The community is most active on the Gamers User Research – Special Interest Group LinkedIn group. You need to request access (it’s for developers, user researchers, and academics), however once granted you’ll find an engaged community ready to help out with any questions or discussions on games user research. It is the first place I’d recommend anyone new to the field to start, and is the one place you can find updates on the community and what everyone else is working on.
The GUR-SIG also runs a successful conference series, the Games User Research Summit in San Francisco. Timed each year with GDC, it is an annual event where practictioners can meet up, share knowledge, host panels and workshops, and network. It is a great opportunity to meet other people in the field, find out who is hiring, and learn a lot – all in one day! We’re looking at expanding the conference to Europe next year, so if San Francisco is too far away, keep your eyes peeled.
As a tech-focused industry, the community is also very active on twitter. Each week @GamesUR produces an informative update on all the articles shared that week on Games User Research, and the #gamesUR hastag is the most common one used by the community, so is a great place to follow to find other researchers.
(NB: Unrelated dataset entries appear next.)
use std::hash::Hash;

use indexmap::{IndexMap, IndexSet};

use crate::{Diagnosis, Elements, Flags, Index, Severity};

use super::core::Countable;
use super::traits::CountableCore;
use super::variant::{Abnormal, Empty, Many, One};

impl<E> Countable<E> {
    pub fn new(mut elements: Vec<E>) -> Self {
        match elements.len() {
            0 => Self::Empty(Empty::default()),
            1 => match elements.pop() {
                Some(element) => Self::One(element.into()),
                None => Self::Empty(Empty::default()),
            },
            _ => Self::Many(Many::new(elements)),
        }
    }

    /// Elements, or when there are none, an empty value explained by
    /// `diagnosis` rather than the generic reason.
    pub(crate) fn from_parts(elements: Vec<E>, diagnosis: Option<Diagnosis>) -> Self {
        match diagnosis {
            Some(diagnosis) if elements.is_empty() => Self::empty_because(diagnosis),
            _ => Self::new(elements),
        }
    }

    pub fn empty() -> Self {
        Self::default()
    }

    pub fn empty_because(diagnosis: Diagnosis) -> Self {
        Self::Empty(Empty::because(diagnosis))
    }

    pub fn single(element: E) -> Self {
        Self::One(element.into())
    }

    pub fn error(diagnosis: Diagnosis) -> Self {
        Self::Abnormal(Abnormal::new(Severity::Error, diagnosis))
    }

    pub fn warning(diagnosis: Diagnosis) -> Self {
        Self::Abnormal(Abnormal::new(Severity::Warning, diagnosis))
    }

    /// The element an index addresses, if any.
    pub fn at(&self, index: Index) -> Option<&E> {
        index.clamp(self.len()).and_then(|offset| self.get(offset))
    }
}

impl<E: Clone> Countable<E> {
    pub fn to_vec(&self) -> Vec<E> {
        self.as_slice().to_vec()
    }

    /// The distinct elements in order of first occurrence.
    pub fn to_set(&self) -> IndexSet<E>
    where
        E: Hash + Eq,
    {
        self.iter().cloned().collect()
    }

    /// Map every distinct element to `default`, in order of first
    /// occurrence.
    pub fn to_map<V: Clone>(&self, default: V) -> IndexMap<E, V>
    where
        E: Hash + Eq,
    {
        self.iter()
            .map(|element| (element.clone(), default.clone()))
            .collect()
    }

    /// Copy the elements into a container; abnormal values give an empty
    /// one.
    pub fn to_elements(&self, flags: Flags) -> Elements<E> {
        if flags.is_variable_length() {
            Elements::list(self.to_vec(), flags)
        } else {
            Elements::array(self.to_vec(), flags)
        }
    }
}

impl<E> From<Vec<E>> for Countable<E> {
    fn from(elements: Vec<E>) -> Self {
        Self::new(elements)
    }
}

impl<E> From<Option<E>> for Countable<E> {
    fn from(element: Option<E>) -> Self {
        match element {
            Some(element) => Self::single(element),
            None => Self::empty(),
        }
    }
}

impl<E> From<One<E>> for Countable<E> {
    fn from(inner: One<E>) -> Self {
        Self::One(inner)
    }
}

impl<E> From<Abnormal> for Countable<E> {
    fn from(inner: Abnormal) -> Self {
        Self::Abnormal(inner)
    }
}

impl<E> FromIterator<E> for Countable<E> {
    fn from_iter<I: IntoIterator<Item = E>>(iter: I) -> Self {
        Self::new(iter.into_iter().collect())
    }
}

#[cfg(test)]
mod tests {
    use super::*;
    use crate::{diagnose, ElementsCore, Rule};

    #[test]
    fn test_variant_follows_length() {
        assert!(matches!(Countable::<u8>::new(vec![]), Countable::Empty(_)));
        assert!(matches!(Countable::new(vec![1]), Countable::One(_)));
        assert!(matches!(Countable::new(vec![1, 2]), Countable::Many(_)));
        assert!(matches!(
            Countable::from(Some('a')),
            Countable::One(_)
        ));
        assert!(matches!(
            Countable::<char>::from(None),
            Countable::Empty(_)
        ));
    }

    #[test]
    fn test_empty_explains_itself() {
        let empty = Countable::<u8>::empty();
        assert_eq!(empty.diagnosis().map(|d| d.rule()), Some(Rule::MustNotBeEmpty));
        assert_eq!(empty.clone().option(), Ok(None));
        assert_eq!(
            empty.one().map_err(|d| d.rule()),
            Err(Rule::MustNotBeEmpty)
        );

        let because = diagnose(Rule::EmptyAfterFilter, "odd");
        let empty = Countable::<u8>::from_parts(vec![], Some(because.clone()));
        assert_eq!(empty.diagnosis(), Some(&because));
        assert_eq!(
            Countable::from_parts(vec![1], Some(because)).diagnosis(),
            None
        );
    }

    #[test]
    fn test_one_and_option() {
        assert_eq!(Countable::single(3).one(), Ok(3));
        assert_eq!(Countable::single(3).option(), Ok(Some(3)));
        let many = Countable::new(vec![1, 2, 3]);
        assert_eq!(
            many.clone().one().map_err(|d| d.rule()),
            Err(Rule::MustNotHaveMany)
        );
        assert_eq!(
            many.option().map_err(|d| d.rule()),
            Err(Rule::MustNotHaveMany)
        );
    }

    #[test]
    fn test_abnormal_holds_no_elements() {
        let upstream = diagnose(Rule::Violation, "upstream");
        let error = Countable::<u8>::error(upstream.clone());
        assert!(error.is_abnormal());
        assert!(error.is_empty());
        assert_eq!(error.severity(), Some(Severity::Error));
        assert_eq!(error.diagnosis(), Some(&upstream));
        assert_eq!(error.clone().option(), Err(upstream.clone()));
        assert_eq!(
            Countable::<u8>::warning(upstream).severity(),
            Some(Severity::Warning)
        );
        assert!(error.to_elements(Flags::Mutable).is_empty());
    }

    #[test]
    fn test_at() {
        let value: Countable<char> = "abc".chars().collect();
        assert_eq!(value.at(Index::FIRST), Some(&'a'));
        assert_eq!(value.at(Index::LAST), Some(&'c'));
        assert_eq!(value.at(Index::FromEnd(1)), Some(&'b'));
        assert_eq!(value.at(Index::Forward(3)), None);
        assert_eq!(value.at(Index::AfterLast), None);
    }

    #[test]
    fn test_exports() {
        let value = Countable::new(vec!["b", "a", "b"]);
        assert_eq!(value.to_vec(), vec!["b", "a", "b"]);
        assert_eq!(
            value.to_set().into_iter().collect::<Vec<_>>(),
            vec!["b", "a"]
        );
        insta::assert_debug_snapshot!(value.to_map(false), @r###"
        {
            "b": false,
            "a": false,
        }
        "###);
        let elements = value.to_elements(Flags::Mutable);
        assert_eq!(elements.kind(), crate::elements::Kind::List);
        let elements = value.to_elements(Flags::Overwritable);
        assert_eq!(elements.kind(), crate::elements::Kind::Array);
    }
}
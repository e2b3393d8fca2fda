// The view is an owned builder: every element-space operation consumes it
// and hands it back, so a chain of operations is one expression and nothing
// else can observe it halfway. The operations are spread over the files
// below by what they do.
mod editing;
mod filtering;
mod indices;
mod ordering;
mod set_ops;
mod splitting;
mod view_core;

pub use indices::{Categorized, Indices};
pub use splitting::SplitBoundary;
pub use view_core::View;
use std::cmp::Ordering;
use std::iter;

use rand::Rng;

use crate::Order;

use super::View;

impl<E: Clone> View<E> {
    /// Reorder the elements by rank.
    ///
    /// `ranks` supplies one rank per element, in the current order, and may
    /// be endless. Elements end up in ascending order of rank; elements of
    /// equal rank keep their relative order, and elements left without a
    /// rank because `ranks` ran out come last, also in their relative order.
    pub fn shuffle<R: Ord>(self, ranks: impl IntoIterator<Item = R>) -> Self {
        self.edit_items(|items| {
            let ranks = ranks.into_iter().map(Some).chain(iter::repeat_with(|| None));
            let mut ranked: Vec<(Option<R>, E)> = items
                .drain(..)
                .zip(ranks)
                .map(|(element, rank)| (rank, element))
                .collect();
            ranked.sort_by(|(a, _), (b, _)| by_rank(a, b));
            items.extend(ranked.into_iter().map(|(_, element)| element));
        })
    }

    /// Reorder the elements randomly.
    pub fn shuffle_with<G: Rng>(self, rng: &mut G) -> Self {
        let ranks: Vec<u64> = (0..self.length()).map(|_| rng.gen()).collect();
        self.shuffle(ranks)
    }

    /// Stable sort by `order`. Sorting again by the order last sorted by
    /// does nothing.
    pub fn sort(self, order: &Order<E>) -> Self {
        self.edit(|elements| elements.sort_unchecked(order))
    }
}

// unranked sorts last
fn by_rank<R: Ord>(a: &Option<R>, b: &Option<R>) -> Ordering {
    match (a, b) {
        (Some(a), Some(b)) => a.cmp(b),
        (Some(_), None) => Ordering::Less,
        (None, Some(_)) => Ordering::Greater,
        (None, None) => Ordering::Equal,
    }
}

#[cfg(test)]
mod tests {
    use rand::SeedableRng;
    use rand_xoshiro::Xoshiro256PlusPlus;

    use super::*;
    use crate::Countable;

    fn letters(text: &str) -> Countable<char> {
        text.chars().collect()
    }

    fn text(value: &Countable<char>) -> String {
        value.to_vec().into_iter().collect()
    }

    #[test]
    fn test_shuffle_groups_by_rank() {
        let shuffled = letters("abcd").view().shuffle([3, 1, 2, 1]).value();
        assert_eq!(text(&shuffled), "bdca");
    }

    #[test]
    fn test_shuffle_unranked_last() {
        let shuffled = letters("abcd").view().shuffle([2, 1]).value();
        assert_eq!(text(&shuffled), "bacd");
    }

    #[test]
    fn test_shuffle_endless_ranks() {
        let shuffled = letters("abcd").view().shuffle((0i64..).map(|i| -i)).value();
        assert_eq!(text(&shuffled), "dcba");
    }

    #[test]
    fn test_shuffle_with_is_a_reproducible_permutation() {
        let value: Countable<u32> = (0..50).collect();
        let first = value
            .view()
            .shuffle_with(&mut Xoshiro256PlusPlus::seed_from_u64(7))
            .value();
        let second = value
            .view()
            .shuffle_with(&mut Xoshiro256PlusPlus::seed_from_u64(7))
            .value();
        assert_eq!(first, second);
        assert_ne!(first, value);
        let mut sorted = first.to_vec();
        sorted.sort();
        assert_eq!(sorted, value.to_vec());
    }

    #[test]
    fn test_sort_is_stable_and_idempotent() {
        let by_length = Order::by_key(|word: &&str| word.len());
        let value = Countable::new(vec!["ccc", "a", "bb", "b", "aa"]);
        let once = value.view().sort(&by_length).value();
        assert_eq!(once.to_vec(), vec!["a", "b", "bb", "aa", "ccc"]);
        assert_eq!(once.view().sort(&by_length).value(), once);
    }

    #[test]
    fn test_sort_remembers_order() {
        let natural = Order::natural();
        let view = letters("cab").view().sort(&natural);
        assert!(view.elements().order()[0].same(&natural));
        let before = view.as_slice().as_ptr();
        let view = view.sort(&natural);
        assert_eq!(view.as_slice().as_ptr(), before);
        assert_eq!(view.elements().order().len(), 1);

        let reversed = natural.reversed();
        let view = view.sort(&reversed);
        assert_eq!(view.as_slice(), &['c', 'b', 'a']);
        assert!(view.elements().order()[0].same(&reversed));
        let view = view.shuffle([1, 0]);
        assert!(view.elements().order().is_empty());
    }
}
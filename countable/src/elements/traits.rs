use crate::{Elements, Flags, Index};

pub type BoxedElementIter<'a, E> = Box<dyn Iterator<Item = E> + 'a>;

/// The core container interface: a backing representation must implement
/// this to function.
///
/// Elements are handed out by value, as a generated container has nothing
/// to borrow from.
pub trait ElementsCore<E> {
    /// The capabilities this container currently has
    fn flags(&self) -> Flags;

    /// The capabilities this container could honor, nearest to `requested`
    fn supported_flags(&self, requested: Flags) -> Flags;

    /// The number of elements
    fn len(&self) -> usize;

    /// Get the element at an offset, if it exists
    fn get(&self, offset: usize) -> Option<E>;

    /// Get the elements as an iterator
    fn iter(&self) -> BoxedElementIter<'_, E>;

    /// Check whether the container is empty
    fn is_empty(&self) -> bool {
        self.len() == 0
    }

    /// Get the element an index addresses, if any
    fn at(&self, index: Index) -> Option<E> {
        index
            .clamp(self.len())
            .and_then(|offset| self.get(offset))
    }

    /// Check whether an index addresses an element
    fn has_offset(&self, index: Index) -> bool {
        index.clamp(self.len()).is_some()
    }

    /// Check whether an element occurs at all
    fn has(&self, element: &E) -> bool
    where
        E: PartialEq,
    {
        self.iter().any(|candidate| &candidate == element)
    }

    /// Copy the elements out into a vector
    fn to_vec(&self) -> Vec<E> {
        self.iter().collect()
    }

    /// The offsets at which an element occurs, ascending, as an immutable
    /// container
    fn find(&self, element: &E) -> Elements<usize>
    where
        E: PartialEq,
    {
        self.iter()
            .enumerate()
            .filter(|(_, candidate)| candidate == element)
            .map(|(offset, _)| offset)
            .collect()
    }
}
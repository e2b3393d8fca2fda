use std::fmt;

use strum_macros::Display;

use crate::rule::Rule;

// longer renderings of the offending input are cut off
const MAXIMUM_INPUT_LENGTH: usize = 256;

/// How serious an abnormal outcome is.
#[derive(Debug, Clone, Copy, PartialEq, Eq, Hash, Display)]
#[cfg_attr(feature = "serde", derive(serde::Serialize))]
#[strum(serialize_all = "lowercase")]
pub enum Severity {
    Error,
    Warning,
}

/// An explanation of why a countable value is empty or abnormal.
///
/// A diagnosis names the [`Rule`] involved and a rendering of the input
/// that triggered it. When an operation was combined with an abnormal
/// value, the diagnosis of that value is kept as the cause.
#[derive(Debug, Clone, PartialEq, Eq)]
#[cfg_attr(feature = "serde", derive(serde::Serialize))]
pub struct Diagnosis {
    rule: Rule,
    input: String,
    cause: Option<Box<Diagnosis>>,
}

/// Diagnose a rule against the input that broke it.
pub fn diagnose(rule: Rule, offending_input: impl fmt::Debug) -> Diagnosis {
    let mut input = format!("{:?}", offending_input);
    if input.len() > MAXIMUM_INPUT_LENGTH {
        let mut end = MAXIMUM_INPUT_LENGTH;
        while !input.is_char_boundary(end) {
            end -= 1;
        }
        input.truncate(end);
        input.push_str("...");
    }
    Diagnosis {
        rule,
        input,
        cause: None,
    }
}

impl Diagnosis {
    pub fn rule(&self) -> Rule {
        self.rule
    }

    /// The rendering of the input that broke the rule.
    pub fn input(&self) -> &str {
        &self.input
    }

    pub fn cause(&self) -> Option<&Diagnosis> {
        self.cause.as_deref()
    }

    /// Wrap another diagnosis as the cause of this one.
    pub fn with_cause(mut self, cause: Diagnosis) -> Self {
        self.cause = Some(Box::new(cause));
        self
    }

    /// The diagnosis at the bottom of the cause chain.
    pub fn root_cause(&self) -> &Diagnosis {
        let mut diagnosis = self;
        while let Some(cause) = diagnosis.cause() {
            diagnosis = cause;
        }
        diagnosis
    }

    pub fn message(&self) -> &str {
        self.rule.message()
    }
}

impl fmt::Display for Diagnosis {
    fn fmt(&self, f: &mut fmt::Formatter<'_>) -> fmt::Result {
        write!(f, "{}: {} (input: {})", self.rule, self.message(), self.input)?;
        if let Some(cause) = &self.cause {
            write!(f, "; caused by {}", cause)?;
        }
        Ok(())
    }
}

impl std::error::Error for Diagnosis {
    fn source(&self) -> Option<&(dyn std::error::Error + 'static)> {
        self.cause
            .as_deref()
            .map(|cause| cause as &(dyn std::error::Error + 'static))
    }
}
Each year, the videos from the GUR Summit have been archived on a vimeo page. This is a great resource for all levels of practioners, as talks range from Games User Research 101 to advanced testing methodologies. Unfortunately, the videos from 2014 seem to have gone AWOL, but I imagine they will be up their when available.
Ben Lile, and other members of the GUR Community have also collated a lot of relevent games user research publications, on a mendeley library. Almost everything published on the web by the community in the last 10 years is referenced on these pages, but it also relies on community members to add and update it as new references are available.
David Sinclair from Bungie has put a lot of effort into maintaining a list of game companies that hire UX people, the roles they offer, and links to their job pages. This resource is invaluable for someone trying to find their first role in the industry.
One of the most important recommendations I can make for someone in the industry is to become an active member of the community. GUR is a relatively new field, and so we have the rare chance to define the future of the industry, and this is encouraged by the open and collaborative community.